Scientists spent decades warning that tropical species would suffer most from climate change. They had it backward. A new study in Nature Climate Change, published June 18, 2026, found that 49 percent of temperate species have vanished from parts of their range in a warming climate. Only 33 percent of tropical species have suffered the same fate.
“For decades, scientists generally believed that temperate species were less vulnerable to climate change,” said Gopal Murali, an evolutionary ecologist at the Indian Institute of Science, Bengaluru, and the study’s lead author. “We were surprised by our results.”
The Largest Dataset Yet
Murali and his co-authors, including University of Arizona ecologist John Wiens, tracked more than 5,100 plant and animal species across nearly 40,000 survey sites worldwide. The dataset covers moths, beetles, birds, fish, mammals, reptiles and roughly 3,000 plant species, the largest analysis of climate-driven local extinctions to date.
Wiens published the opposite finding in 2016, based on a smaller dataset of 976 species. “I actually published a study… that showed the exact opposite pattern,” he said.
Temperate zones have since warmed nearly twice as fast as the tropics, rising about 6 degrees Fahrenheit over 25 years compared with 3.3 degrees in tropical regions. That gap, the researchers found, is the main driver of the reversal.
Temperate species also turned out to be just as sensitive to heat as tropical ones, despite long-standing assumptions that seasonal swings had toughened them.
Nowhere to Run
Tropical mountains pack a wide range of temperatures into short distances. When lowlands grow too hot, animals and plants retreat uphill and often find suitable conditions nearby. Temperate mountains warm more gradually with elevation, leaving fewer nearby refuges for species to escape to.
“Tropical mountains offer a greater variety of temperatures over relatively short distances in elevation,” Murali said. “As a result, extinctions tend to be concentrated at the warm edge.”
That gap shows up starkly in the numbers. Only 29 percent of all species studied expanded into cooler territory as their habitats warmed. Highways, cities and farmland block many land animals from moving to new areas. Fish and other aquatic species often stay trapped in a single lake or river system, with nowhere else to go.
“People often think that a species will simply move into cooler areas as the climate warms, but we found that more than 70 percent of the species were not doing so,” Wiens said.
No Safe Zone
In the tropics, local extinctions clustered at the hottest edge of a species’ range, leaving the rest of its territory relatively intact.

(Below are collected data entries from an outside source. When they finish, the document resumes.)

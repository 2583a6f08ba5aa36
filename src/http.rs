//! Shared outbound HTTP client.

use std::sync::OnceLock;
use std::time::Duration;

use reqwest::Client;

use crate::config::NetworkConfig;
use crate::error::{OpenHubError, Result};

/// Global HTTP client (shared connection pool)
static HTTP_CLIENT: OnceLock<Client> = OnceLock::new();

/// Initialization error from the first failed build, kept so later calls
/// fail fast instead of retrying the build.
static HTTP_CLIENT_ERROR: OnceLock<String> = OnceLock::new();

/// Get or create the global HTTP client.
///
/// GitHub, the LLM providers and YouTube share one pool. The `NetworkConfig`
/// of the first call decides the timeouts.
pub fn shared_client(network_config: &NetworkConfig) -> Result<Client> {
    if let Some(client) = HTTP_CLIENT.get() {
        return Ok(client.clone());
    }

    if let Some(err_msg) = HTTP_CLIENT_ERROR.get() {
        return Err(OpenHubError::Other(format!(
            "HTTP client initialization failed earlier: {}",
            err_msg
        )));
    }

    match build_client(network_config) {
        Ok(client) => {
            let _ = HTTP_CLIENT.set(client.clone());
            Ok(client)
        }
        Err(e) => {
            let err_msg = e.to_string();
            let _ = HTTP_CLIENT_ERROR.set(err_msg.clone());
            Err(OpenHubError::Other(format!(
                "Failed to create HTTP client: {}",
                err_msg
            )))
        }
    }
}

fn build_client(network_config: &NetworkConfig) -> reqwest::Result<Client> {
    let mut builder = Client::builder()
        .user_agent(user_agent())
        .timeout(Duration::from_secs(network_config.request_timeout))
        .connect_timeout(Duration::from_secs(network_config.connect_timeout));

    if let Some(proxy) = network_config.proxy.as_deref() {
        tracing::debug!("Routing outbound requests through {}", proxy);
        builder = builder.proxy(reqwest::Proxy::all(proxy)?);
    }

    builder.build()
}

/// `openhub/<version> (<os>)`; GitHub rejects requests without a User-Agent.
pub fn user_agent() -> String {
    format!(
        "{}/{} ({})",
        env!("CARGO_PKG_NAME"),
        env!("CARGO_PKG_VERSION"),
        std::env::consts::OS
    )
}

In temperate zones, populations disappeared across the entire range, not just at its warmest fringe.
On Mount Lemmon near Tucson, Arizona, dead trunks of trees that once thrived at lower elevations now stand only at higher, cooler ones — a visible marker of the shift researchers describe.

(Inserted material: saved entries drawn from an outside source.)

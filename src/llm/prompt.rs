//! Prompt builders.
//!
//! Each builder returns a `(system, user)` pair for
//! [`LLMProvider::send_prompt`](crate::llm::LLMProvider::send_prompt).

use crate::llm::CompletionOptions;

/// Limits for file and issue prompts.
pub const FILE_OPTIONS: CompletionOptions = CompletionOptions {
    max_tokens: Some(600),
    temperature: Some(0.3),
};

/// Limits for folder and repository prompts.
pub const FOLDER_OPTIONS: CompletionOptions = CompletionOptions {
    max_tokens: Some(300),
    temperature: Some(0.3),
};

const FILE_SYSTEM_PROMPT: &str = "You are helping a beginner understand a codebase. \
Provide clear, simple explanations that help new developers understand code purpose and functionality.";

const FOLDER_SYSTEM_PROMPT: &str = "You are helping a beginner understand a project structure. \
Provide clear, simple explanations that help new developers understand code organization.";

const ISSUE_SYSTEM_PROMPT: &str = "You are an expert software developer helping to analyze GitHub issues. \
Provide clear, actionable advice that helps developers understand and solve issues efficiently.";

/// File summary prompt: 5-7 beginner-friendly bullets.
pub fn build_file_prompt(file_name: &str, content: &str) -> (String, String) {
    let user = format!(
        r#"You are helping a beginner understand a codebase.

Task: Read the file below and produce 5-7 short, clear bullet points explaining what this file is used for.
Style rules:
- Use simple, friendly language a non-expert understands.
- Do not mention file extensions or technologies/framework names.
- Focus on purpose, inputs/outputs, and how it helps the app.
- Start each line with "- " and keep each bullet under 18 words.

File name: {file_name}
Code:
{content}"#
    );
    (FILE_SYSTEM_PROMPT.to_string(), user)
}

/// Folder summary prompt: 4-6 bullets from the child names.
pub fn build_folder_prompt(folder_name: &str, repo_name: &str, items: &[String]) -> (String, String) {
    let user = format!(
        r#"You are helping a beginner understand a project structure.

Task: Explain why this folder exists and what it contains using 4-6 simple bullet points.
Style rules:
- Use friendly, plain language.
- Do not mention file extensions or technology/framework names.
- Start each line with "- " and keep each bullet under 18 words.

Folder: {folder_name}
Repository: {repo_name}
Items: {}"#,
        items.join(", ")
    );
    (FOLDER_SYSTEM_PROMPT.to_string(), user)
}

/// Issue analysis prompt; the model answers with a JSON object.
pub fn build_issue_prompt(
    issue_number: &str,
    issue_title: &str,
    issue_body: Option<&str>,
    repo_full_name: &str,
) -> (String, String) {
    let description = issue_body
        .filter(|b| !b.trim().is_empty())
        .unwrap_or("No description provided");
    let user = format!(
        r#"Analyze this GitHub issue and provide a solution guide.

ISSUE: #{issue_number} - {issue_title}
DESCRIPTION: {description}
REPO: {repo_full_name}

Provide analysis in this JSON format:
{{
  "issueSummary": "What this issue is about and what needs to be done",
  "affectedFiles": ["Files that need changes"],
  "solutionSteps": ["Step 1", "Step 2", "Step 3"],
  "codeChanges": "Specific code changes needed",
  "suggestedComment": "Comment to add when starting work",
  "branchName": "descriptive-branch-name",
  "difficulty": "easy|medium|hard",
  "estimatedTime": "time estimate",
  "gitCommands": [
    "git checkout -b [BRANCH_NAME]",
    "git add .",
    "git commit -m \"[COMMIT_MESSAGE]\"",
    "git push origin [BRANCH_NAME]"
  ],
  "commitMessage": "Descriptive commit message"
}}

Be specific and actionable based on the issue content."#
    );
    (ISSUE_SYSTEM_PROMPT.to_string(), user)
}

/// Repository overview prompt: 4-6 bullets from structure statistics.
pub fn build_repo_prompt(
    full_name: &str,
    description: Option<&str>,
    main_folders: &[String],
    technologies: &[String],
    total_files: usize,
) -> (String, String) {
    let user = format!(
        r#"You are helping a beginner understand a project.

Task: Explain what this repository is for and how it is organized using 4-6 simple bullet points.
Style rules:
- Use friendly, plain language.
- Start each line with "- " and keep each bullet under 18 words.

Repository: {full_name}
Description: {}
Top-level folders: {}
Technologies: {}
Total files: {total_files}"#,
        description.unwrap_or("No description provided"),
        if main_folders.is_empty() {
            "none".to_string()
        } else {
            main_folders.join(", ")
        },
        if technologies.is_empty() {
            "unknown".to_string()
        } else {
            technologies.join(", ")
        },
    );
    (FOLDER_SYSTEM_PROMPT.to_string(), user)
}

“In the past, we have been laser-focused on the warmest areas,” Wiens said. “But it turns out that nowhere is really safe for populations of many temperate species.”
The researchers were careful to note what their data does not show. A local extinction does not mean a species has vanished everywhere, only that a population could no longer survive in one place. But enough of those losses, stacked across a range, can add up to the disappearance of a species entirely.
The team was not projecting future losses. They were documenting ones that have already happened.